## YOUR TASK:
Tally the lines in the listing below that contain "todos" and report the tally alone.

## EXTRACTED ENTRIES:
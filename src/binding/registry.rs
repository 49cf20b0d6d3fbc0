//! Variable → location registry and per-location template captures
//!
//! Captures are write-once: the first template seen for a location wins and
//! later scans of the same location leave it untouched. Entries for a
//! location are dropped by `forget` once the location leaves the document.

use std::collections::{BTreeSet, HashMap, HashSet};
use std::fmt;
use std::sync::Arc;

use crate::dom::{Document, NodeId};

/// What kind of location a binding renders
#[derive(Debug, Clone, PartialEq, Eq, Hash, PartialOrd, Ord)]
pub enum BindingKind {
    /// Element content rebuilt from its captured inner markup
    Text,
    /// One attribute rebuilt from its captured value
    Attribute(String),
    /// Attribute set from a captured `rs-<attr>` expression
    Generic(String),
    /// `rs-if` visibility classes
    If,
    /// `rs-for` list children
    For,
    /// `rs-html` markup injection
    Html,
}

impl fmt::Display for BindingKind {
    fn fmt(&self, f: &mut fmt::Formatter<'_>) -> fmt::Result {
        match self {
            BindingKind::Text => f.write_str("text"),
            BindingKind::Attribute(name) => write!(f, "attr:{}", name),
            BindingKind::Generic(name) => write!(f, "rs-{}", name),
            BindingKind::If => f.write_str("if"),
            BindingKind::For => f.write_str("for"),
            BindingKind::Html => f.write_str("html"),
        }
    }
}

/// A location that must re-render when a variable changes
#[derive(Debug, Clone, PartialEq, Eq, Hash, PartialOrd, Ord)]
pub struct Binding {
    pub node: NodeId,
    pub kind: BindingKind,
}

impl Binding {
    pub fn new(node: NodeId, kind: BindingKind) -> Self {
        Self { node, kind }
    }
}

/// Captured state of one `rs-for` container
#[derive(Debug, Clone, PartialEq)]
pub struct ForTemplate {
    /// Declared item name (`t` in `t in todos`)
    pub item: String,
    /// Array path (`todos`)
    pub path: String,
    /// Inner markup captured before the container was cleared
    pub template: String,
}

#[derive(Debug, Default)]
pub struct BindingRegistry {
    by_var: HashMap<Arc<str>, BTreeSet<Binding>>,
    text_templates: HashMap<NodeId, String>,
    attr_templates: HashMap<(NodeId, String), String>,
    if_templates: HashMap<NodeId, String>,
    for_templates: HashMap<NodeId, ForTemplate>,
    html_tracked: HashSet<NodeId>,
}

impl BindingRegistry {
    pub fn new() -> Self {
        Self::default()
    }

    /// File a binding under a variable; returns false if it was already there
    pub fn register(&mut self, var: &str, binding: Binding) -> bool {
        if let Some(set) = self.by_var.get_mut(var) {
            return set.insert(binding);
        }
        self.by_var
            .entry(Arc::from(var))
            .or_default()
            .insert(binding)
    }

    /// Bindings filed under `var`, in node order
    pub fn bindings_for(&self, var: &str) -> Vec<Binding> {
        self.by_var
            .get(var)
            .map(|set| set.iter().cloned().collect())
            .unwrap_or_default()
    }

    /// Variables with at least one binding, sorted
    pub fn variables(&self) -> Vec<Arc<str>> {
        let mut vars: Vec<_> = self.by_var.keys().cloned().collect();
        vars.sort();
        vars
    }

    /// Every distinct node carrying an `rs-if` binding
    pub fn if_nodes(&self) -> Vec<NodeId> {
        let mut nodes: Vec<NodeId> = self.if_templates.keys().copied().collect();
        nodes.sort();
        nodes
    }

    /// Total number of (variable, binding) pairs
    pub fn len(&self) -> usize {
        self.by_var.values().map(BTreeSet::len).sum()
    }

    pub fn is_empty(&self) -> bool {
        self.by_var.is_empty()
    }

    // ═══════════════════════════════════════════════════════════════
    // Write-once captures
    // ═══════════════════════════════════════════════════════════════

    /// Capture an element's content template; false if one was already captured
    pub fn capture_text(&mut self, node: NodeId, template: &str) -> bool {
        capture(&mut self.text_templates, node, template.to_string())
    }

    pub fn text_template(&self, node: NodeId) -> Option<&str> {
        self.text_templates.get(&node).map(String::as_str)
    }

    pub fn capture_attr(&mut self, node: NodeId, attr: &str, template: &str) -> bool {
        capture(
            &mut self.attr_templates,
            (node, attr.to_ascii_lowercase()),
            template.to_string(),
        )
    }

    pub fn attr_template(&self, node: NodeId, attr: &str) -> Option<&str> {
        self.attr_templates
            .get(&(node, attr.to_ascii_lowercase()))
            .map(String::as_str)
    }

    pub fn capture_if(&mut self, node: NodeId, outer_html: &str) -> bool {
        capture(&mut self.if_templates, node, outer_html.to_string())
    }

    pub fn if_template(&self, node: NodeId) -> Option<&str> {
        self.if_templates.get(&node).map(String::as_str)
    }

    pub fn capture_for(&mut self, node: NodeId, state: ForTemplate) -> bool {
        capture(&mut self.for_templates, node, state)
    }

    pub fn for_template(&self, node: NodeId) -> Option<&ForTemplate> {
        self.for_templates.get(&node)
    }

    /// Mark an `rs-html` location's dependencies as scanned; false if already marked
    pub fn mark_html_tracked(&mut self, node: NodeId) -> bool {
        self.html_tracked.insert(node)
    }

    // ═══════════════════════════════════════════════════════════════
    // Cleanup
    // ═══════════════════════════════════════════════════════════════

    /// Drop every binding and capture of the given nodes
    pub fn forget(&mut self, ids: &[NodeId]) -> usize {
        if ids.is_empty() {
            return 0;
        }
        let ids: HashSet<NodeId> = ids.iter().copied().collect();
        let before = self.len();

        for set in self.by_var.values_mut() {
            set.retain(|b| !ids.contains(&b.node));
        }
        self.by_var.retain(|_, set| !set.is_empty());
        self.text_templates.retain(|n, _| !ids.contains(n));
        self.attr_templates.retain(|(n, _), _| !ids.contains(n));
        self.if_templates.retain(|n, _| !ids.contains(n));
        self.for_templates.retain(|n, _| !ids.contains(n));
        self.html_tracked.retain(|n| !ids.contains(n));

        before - self.len()
    }

    /// Forget every node no longer alive in `doc`; returns bindings dropped
    pub fn prune(&mut self, doc: &Document) -> usize {
        let mut dead: HashSet<NodeId> = HashSet::new();
        for set in self.by_var.values() {
            dead.extend(set.iter().map(|b| b.node).filter(|n| !doc.is_alive(*n)));
        }
        dead.extend(self.text_templates.keys().filter(|n| !doc.is_alive(**n)));
        dead.extend(self.attr_templates.keys().map(|(n, _)| *n).filter(|n| !doc.is_alive(*n)));
        dead.extend(self.if_templates.keys().filter(|n| !doc.is_alive(**n)));
        dead.extend(self.for_templates.keys().filter(|n| !doc.is_alive(**n)));
        dead.extend(self.html_tracked.iter().filter(|n| !doc.is_alive(**n)));
        let dead: Vec<NodeId> = dead.into_iter().collect();
        self.forget(&dead)
    }

    /// Number of captured templates of all kinds
    pub fn captures(&self) -> usize {
        self.text_templates.len()
            + self.attr_templates.len()
            + self.if_templates.len()
            + self.for_templates.len()
    }
}

fn capture<K, V>(map: &mut HashMap<K, V>, key: K, value: V) -> bool
where
    K: std::hash::Hash + Eq,
{
    if map.contains_key(&key) {
        return false;
    }
    map.insert(key, value);
    true
}

#[cfg(test)]
mod tests {
    use super::*;

    fn ids(doc: &mut Document, n: usize) -> Vec<NodeId> {
        (0..n).map(|_| doc.create_element("div")).collect()
    }

    #[test]
    fn register_is_idempotent() {
        let mut doc = Document::new();
        let n = ids(&mut doc, 1)[0];
        let mut reg = BindingRegistry::new();
        assert!(reg.register("count", Binding::new(n, BindingKind::Text)));
        assert!(!reg.register("count", Binding::new(n, BindingKind::Text)));
        assert!(reg.register("count", Binding::new(n, BindingKind::Attribute("title".into()))));
        assert_eq!(reg.len(), 2);
    }

    #[test]
    fn first_capture_wins() {
        let mut doc = Document::new();
        let n = ids(&mut doc, 1)[0];
        let mut reg = BindingRegistry::new();
        assert!(reg.capture_text(n, "Hi {name}"));
        assert!(!reg.capture_text(n, "Hi Ada"));
        assert_eq!(reg.text_template(n), Some("Hi {name}"));

        assert!(reg.capture_attr(n, "Title", "{t}"));
        assert!(!reg.capture_attr(n, "title", "x"));
        assert_eq!(reg.attr_template(n, "TITLE"), Some("{t}"));
    }

    #[test]
    fn forget_drops_everything_for_node() {
        let mut doc = Document::new();
        let n = ids(&mut doc, 2);
        let mut reg = BindingRegistry::new();
        reg.register("a", Binding::new(n[0], BindingKind::If));
        reg.register("a", Binding::new(n[1], BindingKind::Text));
        reg.capture_if(n[0], "<div rs-if=\"a\"></div>");
        reg.capture_text(n[1], "{a}");

        assert_eq!(reg.forget(&[n[0]]), 1);
        assert_eq!(reg.bindings_for("a"), vec![Binding::new(n[1], BindingKind::Text)]);
        assert!(reg.if_template(n[0]).is_none());
        assert!(reg.if_nodes().is_empty());
        assert_eq!(reg.captures(), 1);
    }

    #[test]
    fn prune_removes_dead_nodes() {
        let mut doc = Document::parse("<p>{a}</p><p>{b}</p>");
        let first = doc.children(doc.root())[0];
        let second = doc.children(doc.root())[1];
        let mut reg = BindingRegistry::new();
        reg.register("a", Binding::new(first, BindingKind::Text));
        reg.register("b", Binding::new(second, BindingKind::Text));
        reg.capture_text(first, "{a}");

        doc.remove(first);
        assert_eq!(reg.prune(&doc), 1);
        assert_eq!(reg.variables(), vec![Arc::from("b")]);
        assert_eq!(reg.captures(), 0);
    }

    #[test]
    fn kind_display() {
        assert_eq!(BindingKind::Attribute("class".into()).to_string(), "attr:class");
        assert_eq!(BindingKind::Generic("checked".into()).to_string(), "rs-checked");
        assert_eq!(BindingKind::For.to_string(), "for");
    }
}
//! Path resolution against the store
//!
//! Supports:
//! - `a.b.c` (dot notation)
//! - `a[0].b` and `a.0.b` (array index)
//! - `a[key]` (index taken from the store variable `key`)
//! - `a["b"]` (quoted key)
//! - `.length` on arrays and strings
//!
//! Parsing never fails: whatever cannot be read as identifier or bracket is
//! kept as one trailing property name. Resolution returns `None` as soon as
//! an intermediate value is missing or null.

use serde_json::{Map, Value};

use crate::value::display;

/// A parsed path segment
#[derive(Debug, Clone, PartialEq)]
pub enum Segment {
    /// Property access: `.field`
    Field(String),
    /// Array index access: `[0]`
    Index(usize),
    /// Index read from a store variable: `[name]`
    Var(String),
}

fn is_ident_start(c: char) -> bool {
    c.is_ascii_alphabetic() || c == '_' || c == '$'
}

fn is_ident_char(c: char) -> bool {
    c.is_ascii_alphanumeric() || c == '_' || c == '$'
}

/// Length in bytes of the identifier at the start of `s`
fn ident_len(s: &str) -> usize {
    let mut chars = s.char_indices();
    match chars.next() {
        Some((_, c)) if is_ident_start(c) => {}
        _ => return 0,
    }
    chars
        .find(|(_, c)| !is_ident_char(*c))
        .map(|(i, _)| i)
        .unwrap_or(s.len())
}

/// Parse one `[...]` group at the start of `s`, returning the segment and bytes consumed
fn parse_bracket(s: &str) -> Option<(Segment, usize)> {
    let rest = s.strip_prefix('[')?;
    let close = rest.find(']')?;
    let inner = rest[..close].trim();
    let consumed = close + 2;

    if !inner.is_empty() && inner.bytes().all(|b| b.is_ascii_digit()) {
        return inner.parse().ok().map(|i| (Segment::Index(i), consumed));
    }
    for quote in ['"', '\''] {
        if inner.len() >= 2 && inner.starts_with(quote) && inner.ends_with(quote) {
            return Some((Segment::Field(inner[1..inner.len() - 1].to_string()), consumed));
        }
    }
    if !inner.is_empty() && ident_len(inner) == inner.len() {
        return Some((Segment::Var(inner.to_string()), consumed));
    }
    None
}

/// Parse a path into segments
///
/// Examples:
/// - `"todos[0].checked"` → `[Field("todos"), Index(0), Field("checked")]`
/// - `"pageTitle[activePage]"` → `[Field("pageTitle"), Var("activePage")]`
pub fn parse(path: &str) -> Vec<Segment> {
    let mut segments = Vec::new();
    let mut remaining = path;

    while !remaining.is_empty() {
        let mut consumed = 0;

        let len = ident_len(remaining);
        if len > 0 {
            segments.push(Segment::Field(remaining[..len].to_string()));
            consumed = len;
        }

        while let Some((segment, used)) = parse_bracket(&remaining[consumed..]) {
            segments.push(segment);
            consumed += used;
        }

        if consumed == 0 {
            // Bare property name with no leading separator (e.g. "0" in "todos.0")
            segments.push(Segment::Field(remaining.to_string()));
            break;
        }

        remaining = &remaining[consumed..];
        remaining = remaining.strip_prefix('.').unwrap_or(remaining);
    }

    segments
}

/// Store variables a path reads: its base name plus any bracketed index variables
pub fn variables(segments: &[Segment]) -> Vec<&str> {
    let mut vars = Vec::new();
    if let Some(Segment::Field(base)) = segments.first() {
        vars.push(base.as_str());
    }
    for segment in segments {
        if let Segment::Var(name) = segment {
            if !vars.contains(&name.as_str()) {
                vars.push(name.as_str());
            }
        }
    }
    vars
}

enum Step<'a> {
    Borrowed(&'a Value),
    Owned(Value),
}

fn field<'a>(current: &'a Value, name: &str) -> Option<Step<'a>> {
    match current {
        Value::Object(map) => map.get(name).map(Step::Borrowed),
        Value::Array(items) => {
            if name == "length" {
                Some(Step::Owned(Value::from(items.len())))
            } else {
                name.parse::<usize>().ok().and_then(|i| items.get(i)).map(Step::Borrowed)
            }
        }
        Value::String(s) => {
            if name == "length" {
                Some(Step::Owned(Value::from(s.encode_utf16().count())))
            } else {
                name.parse::<usize>().ok().and_then(|i| char_at(s, i))
            }
        }
        _ => None,
    }
}

fn char_at<'a>(s: &str, index: usize) -> Option<Step<'a>> {
    s.chars().nth(index).map(|c| Step::Owned(Value::String(c.to_string())))
}

fn index<'a>(current: &'a Value, i: usize) -> Option<Step<'a>> {
    match current {
        Value::Array(items) => items.get(i).map(Step::Borrowed),
        Value::Object(map) => map.get(&i.to_string()).map(Step::Borrowed),
        Value::String(s) => char_at(s, i),
        _ => None,
    }
}

fn key_from(root: &Map<String, Value>, name: &str) -> Option<String> {
    match root.get(name)? {
        Value::Number(n) => n
            .as_u64()
            .or_else(|| n.as_f64().filter(|f| f.fract() == 0.0 && *f >= 0.0).map(|f| f as u64))
            .map(|i| i.to_string()),
        Value::String(s) => Some(s.clone()),
        Value::Bool(_) | Value::Null => root.get(name).map(display),
        _ => None,
    }
}

fn step<'v>(root: &Map<String, Value>, current: &'v Value, segment: &Segment) -> Option<Step<'v>> {
    match segment {
        Segment::Field(name) => field(current, name),
        Segment::Index(i) => index(current, *i),
        Segment::Var(var) => field(current, &key_from(root, var)?),
    }
}

impl Step<'_> {
    fn into_owned(self) -> Value {
        match self {
            Step::Borrowed(v) => v.clone(),
            Step::Owned(v) => v,
        }
    }
}

/// Read one named property off a value
///
/// Same rules as a path segment: object keys, `length`, and numeric names
/// on arrays and strings.
pub fn property(value: &Value, name: &str) -> Option<Value> {
    field(value, name).map(Step::into_owned)
}

/// Apply parsed segments to the store
pub fn apply<'a>(root: &'a Map<String, Value>, segments: &[Segment]) -> Option<Value> {
    let (first, rest) = segments.split_first()?;

    let mut current: Step<'a> = match first {
        Segment::Field(name) => Step::Borrowed(root.get(name)?),
        Segment::Index(i) => Step::Borrowed(root.get(&i.to_string())?),
        Segment::Var(var) => Step::Borrowed(root.get(&key_from(root, var)?)?),
    };

    for segment in rest {
        current = match &current {
            Step::Borrowed(v) => {
                let v: &'a Value = *v;
                step(root, v, segment)?
            }
            Step::Owned(v) => Step::Owned(step(root, v, segment)?.into_owned()),
        };
    }

    Some(current.into_owned())
}

/// Resolve a relative path starting at `value` (bracket variables still read `root`)
pub fn resolve_on(value: &Value, root: &Map<String, Value>, path: &str) -> Option<Value> {
    let mut current = value.clone();
    for segment in &parse(path.trim()) {
        current = step(root, &current, segment)?.into_owned();
    }
    Some(current)
}

/// Parse and apply in one step; empty paths resolve to `None`
pub fn resolve(root: &Map<String, Value>, path: &str) -> Option<Value> {
    let path = path.trim();
    if path.is_empty() {
        return None;
    }
    apply(root, &parse(path))
}
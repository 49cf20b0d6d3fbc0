//! Denylist sanitizer for store-derived markup
//!
//! Best-effort only: strips the usual script vectors (dangerous tags,
//! inline event handlers, `javascript:` / `data:` URLs) from values before
//! they are written into the document. It is not an HTML sanitizer in the
//! allowlist sense and makes no guarantee against crafted input.

use std::borrow::Cow;

use once_cell::sync::Lazy;
use regex::Regex;

const DANGEROUS_TAGS: &str = "script|iframe|object|embed|link|style|meta|base|form";

/// `<script ...>...</script>` and friends, closing tag from the same list
static PAIRED_TAG: Lazy<Regex> = Lazy::new(|| {
    Regex::new(&format!(
        r"(?is)<(?:{DANGEROUS_TAGS})\b[^>]*>.*?</(?:{DANGEROUS_TAGS})\s*>"
    ))
    .unwrap()
});

/// Lone or self-closing dangerous tags, plus stray closers
static LONE_TAG: Lazy<Regex> = Lazy::new(|| {
    Regex::new(&format!(r"(?i)</?(?:{DANGEROUS_TAGS})\b[^>]*/?\s*>")).unwrap()
});

static SVG_WITH_HANDLER: Lazy<Regex> =
    Lazy::new(|| Regex::new(r#"(?i)<svg[^>]*on\w+\s*=\s*(?:"[^"]*"|'[^']*')[^>]*>"#).unwrap());

static EVENT_HANDLER: Lazy<Regex> =
    Lazy::new(|| Regex::new(r#"(?i)\son\w+\s*=\s*(?:"[^"]*"|'[^']*')"#).unwrap());

static SCRIPT_URL: Lazy<Regex> = Lazy::new(|| {
    Regex::new(
        r#"(?i)(href|src|action|style)\s*=\s*(?:"\s*(?:javascript|data):[^"]*"|'\s*(?:javascript|data):[^']*')"#,
    )
    .unwrap()
});

static DATA_IMAGE: Lazy<Regex> = Lazy::new(|| {
    Regex::new(r#"(?i)src\s*=\s*(?:"data:image/[^"]*"|'data:image/[^']*')"#).unwrap()
});

/// Strip script vectors from a store-derived string
///
/// Returns the input unchanged (borrowed) when nothing matched.
pub fn sanitize(input: &str) -> Cow<'_, str> {
    if !input.contains('<') && !input.contains('=') {
        return Cow::Borrowed(input);
    }

    let mut out = Cow::Borrowed(input);
    for (re, replacement) in [
        (&*PAIRED_TAG, ""),
        (&*LONE_TAG, ""),
        (&*SVG_WITH_HANDLER, ""),
        (&*EVENT_HANDLER, ""),
        (&*SCRIPT_URL, "$1=\"#\""),
        (&*DATA_IMAGE, "src=\"#\""),
    ] {
        let replaced = match re.replace_all(&out, replacement) {
            Cow::Owned(s) => Some(s),
            Cow::Borrowed(_) => None,
        };
        if let Some(s) = replaced {
            out = Cow::Owned(s);
        }
    }
    out
}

## SOLUTION FOR THIS PROBLEM:
4